Saturday, May 05, 2007

What have I become?

So today...yes today I had a thought...a revelation...a relisation...an epipahny...a truth finding moment...whatever you would call a moment...a moment where your standing outside yourself looking in...and saying is that really me...is this really my life...am I there...no but for real...when did I become this person.

Now you are probably wondering what person I am talking about well lets paint the picture for you...so when I had this thought I was standing in my church...worshipping my God...around my Christian friends...being there for the younger generation...praying they would find God...through things we did....and by speaking Gods word.

Doesnt sound out of the ordinary to any of you now does it...well thats becuase most of my readers have only known me for a short time...and all of you have known me as this...Nicole who is a Christian who is going to change the world...and spread Gods word...yes thats me...now.

Lets travel back hmmm about lets go....8 years...would have put me in about grade ten...now I was the kid in school who was the skeptic...that may actually be a good thing...I wasnt a very nice kid...some would say I was a jerk...the one who would pick on you for no good reason...just because I didnt like you...I did not like what I called BIBLE THUMPERS....yes those were the kids who wore God on their sleeves...those were the kids who made it known that they were sold on Jesus Christ...those were the kids who said "I may not be cool in your eyes but I am in Gods eyes" ha ha LAME...anyways I was always very skeptical of those kids...and wondered what their garbage was cause every one has dirty laundry...they always tried to get you to go to church...and listen to their music...and they actually wanted you to hang out with them...ha ha me...not a chance...I wouldnt be caught dead hangin with them...I was the one kid that played it cool...only did what the others were doing cause it was cool...didnt want to leave the pack....well thats who I was...I didnt like the bible thumpin...scripture qoutin...cross carrin...satan bashin...JESUS FREAKS.

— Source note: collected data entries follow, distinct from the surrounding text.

//! Storage trait definitions

use crate::graph::{ArtifactRef, Node, NodeId, ProjectId, ProjectIdError, Record};
use thiserror::Error;

/// Errors that can occur during storage operations
#[derive(Debug, Error)]
pub enum StoreError {
    #[error("invalid project: {0}")]
    InvalidProject(#[from] ProjectIdError),

    #[error("timed out acquiring the log lock after {0:?}")]
    LockTimeout(std::time::Duration),

    #[error("IO error: {0}")]
    Io(#[from] std::io::Error),

    #[error("serialization error: {0}")]
    Serialization(#[from] serde_json::Error),

    #[error("node not found: {0}")]
    NodeNotFound(NodeId),

    #[error("branch not found: {0}")]
    BranchNotFound(String),

    #[error("project not found: {0}")]
    ProjectNotFound(String),
}

/// Result type for storage operations
pub type StoreResult<T> = Result<T, StoreError>;

/// Durable append-only graph storage with per-project materialized views
///
/// Implementations must be thread-safe (Send + Sync). The log file is the
/// single source of truth; every in-memory structure is a rebuildable cache.
/// A corrupt or unparsable record is skipped with a logged warning during
/// replay, and the last valid record for an id wins.
pub trait GraphStore: Send + Sync {
    /// Append a record, scoping it to the project derived from `project_context`
    ///
    /// Stamps `created_at` on an unstamped node (a re-appended record keeps
    /// its original stamp), writes exactly one line under an exclusive
    /// advisory lock, then updates the in-memory view. On `LockTimeout` or
    /// `Io` no partial success is observable; `LockTimeout` is retryable.
    /// Returns the record as written.
    fn append(&self, record: Record, project_context: &str) -> StoreResult<Record>;

    /// Get a node by id, O(1) once the project is materialized
    fn get(&self, id: &NodeId, project: &ProjectId) -> StoreResult<Option<Node>>;

    /// Nodes never referenced as a parent by any other node, i.e. the branch tips
    fn heads(&self, project: &ProjectId) -> StoreResult<Vec<Node>>;

    /// Longest-path-to-root depth along `parents`
    ///
    /// A parentless node has depth 1. Cycles terminate with a bounded value.
    fn depth(&self, id: &NodeId, project: &ProjectId) -> StoreResult<usize>;

    /// Distinct project tags, via a single streaming pass over the log
    fn list_projects(&self) -> StoreResult<Vec<ProjectId>>;

    /// All nodes of a project in append order (first appearance)
    fn nodes_chronological(&self, project: &ProjectId) -> StoreResult<Vec<Node>>;

    /// Resolve a literal node id or a branch label to a node id
    fn resolve_branch(&self, id_or_label: &str, project: &ProjectId) -> StoreResult<NodeId>;

    /// All artifact records of a project, in append order
    fn list_artifacts(&self, project: &ProjectId) -> StoreResult<Vec<ArtifactRef>>;

    /// Drop the cached view and re-materialize from the log
    ///
    /// Peer processes' writes only become visible through this call; there is
    /// no push-based invalidation.
    fn reload_project(&self, project: &ProjectId) -> StoreResult<()>;
}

So I was standing there...in my church...worshipping my God...around my Christian friends...being there for the younger generation...praying they would find God...through things we did....and by speaking Gods word....what the hell....when did I become a bible thumpin...scripture qoutin...cross carrin...satan bashin...JESUS FREAK?

I have become everything I had boycotted in my past...I have become the very thing I didnt like...and living this life as if I know nothing else...like its normal...like I have been doing it all my life...I am a Jesus Freak...now I am not saying this is a bad thing...this is just a relization...something I noticed standing outside myself watching me around the younger generation worshipping my God...

I am a Christian...and damn proud of it ;)


Ohhh I swore a couple of times in this one...get over it...religion is dead...I'm over it

Wednesday, May 02, 2007

Update

So I realized its been awhile since I blogged...well whats been up in Nikki's life...lets see I got my wisdom teeth out on monday yeah that was no fun...I was extremly scared and then when I left I was like what the heck why was I scared...anyways its been an interesting time since then...I havent been able to eat much...mainly pudding and apple sauce...to some of you that might sound fun to me who has grown to love food it is not fun...I have all this yummy food that I would love to eat but cant...so I went to the mall today to get some groceries...and I tried eatign soup in the food court ha ha funniest thing you would have ever seen...I as spilling it and it just was missin my mouth...this weird lady was watchin me lookin at me funny but eh I couldnt help it I have a fat face sheesh...anyways I am hoping that the swelling goes down soon cause I dont like it...I have one more day of rest before I have to go back to work so thats pretty good...well thats a little update on me...I will update you more when I am not on T3'S and not so tired.